• Work required: Using the records that appear below, write out exactly the lines from the one with "what was sent." through the one with "range or malformed.", keeping both end lines.

(Beginning of Data extract)

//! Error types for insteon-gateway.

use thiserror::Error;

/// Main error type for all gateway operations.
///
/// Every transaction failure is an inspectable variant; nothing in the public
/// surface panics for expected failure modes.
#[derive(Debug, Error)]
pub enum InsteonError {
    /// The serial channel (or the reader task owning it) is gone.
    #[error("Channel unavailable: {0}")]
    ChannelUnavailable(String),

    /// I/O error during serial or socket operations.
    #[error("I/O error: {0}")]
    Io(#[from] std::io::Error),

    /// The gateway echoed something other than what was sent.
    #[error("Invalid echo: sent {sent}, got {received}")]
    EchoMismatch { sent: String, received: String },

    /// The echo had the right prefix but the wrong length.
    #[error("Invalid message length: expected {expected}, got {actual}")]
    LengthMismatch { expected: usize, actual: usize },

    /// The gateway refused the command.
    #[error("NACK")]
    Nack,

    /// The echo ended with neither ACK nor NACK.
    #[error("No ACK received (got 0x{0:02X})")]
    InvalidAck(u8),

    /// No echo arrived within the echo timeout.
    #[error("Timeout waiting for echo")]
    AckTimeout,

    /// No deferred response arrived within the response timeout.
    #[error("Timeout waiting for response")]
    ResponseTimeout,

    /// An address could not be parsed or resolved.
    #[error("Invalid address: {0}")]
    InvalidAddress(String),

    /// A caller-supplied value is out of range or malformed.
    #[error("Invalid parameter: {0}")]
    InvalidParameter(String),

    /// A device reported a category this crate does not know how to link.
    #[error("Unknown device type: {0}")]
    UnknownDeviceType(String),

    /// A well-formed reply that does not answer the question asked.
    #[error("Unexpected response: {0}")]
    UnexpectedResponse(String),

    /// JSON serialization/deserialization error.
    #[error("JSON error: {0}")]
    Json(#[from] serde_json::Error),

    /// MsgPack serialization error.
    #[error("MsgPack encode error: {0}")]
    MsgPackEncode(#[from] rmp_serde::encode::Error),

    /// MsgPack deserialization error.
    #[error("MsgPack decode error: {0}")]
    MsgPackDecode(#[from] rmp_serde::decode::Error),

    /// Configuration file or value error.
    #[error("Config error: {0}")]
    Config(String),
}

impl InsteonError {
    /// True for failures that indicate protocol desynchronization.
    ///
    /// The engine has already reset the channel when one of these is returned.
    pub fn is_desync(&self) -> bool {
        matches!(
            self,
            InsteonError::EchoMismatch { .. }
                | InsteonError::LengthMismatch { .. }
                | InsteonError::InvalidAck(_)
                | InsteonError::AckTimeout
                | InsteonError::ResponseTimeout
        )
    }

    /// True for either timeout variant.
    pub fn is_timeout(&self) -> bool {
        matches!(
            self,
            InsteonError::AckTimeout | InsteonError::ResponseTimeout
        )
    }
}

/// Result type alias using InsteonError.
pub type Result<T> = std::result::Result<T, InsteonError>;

(End of Data extract)

• Result of this exercise:
    /// The gateway echoed something other than what was sent.
    #[error("Invalid echo: sent {sent}, got {received}")]
    EchoMismatch { sent: String, received: String },

    /// The echo had the right prefix but the wrong length.
    #[error("Invalid message length: expected {expected}, got {actual}")]
    LengthMismatch { expected: usize, actual: usize },

    /// The gateway refused the command.
    #[error("NACK")]
    Nack,

    /// The echo ended with neither ACK nor NACK.
    #[error("No ACK received (got 0x{0:02X})")]
    InvalidAck(u8),

    /// No echo arrived within the echo timeout.
    #[error("Timeout waiting for echo")]
    AckTimeout,

    /// No deferred response arrived within the response timeout.
    #[error("Timeout waiting for response")]
    ResponseTimeout,

    /// An address could not be parsed or resolved.
    #[error("Invalid address: {0}")]
    InvalidAddress(String),

    /// A caller-supplied value is out of range or malformed.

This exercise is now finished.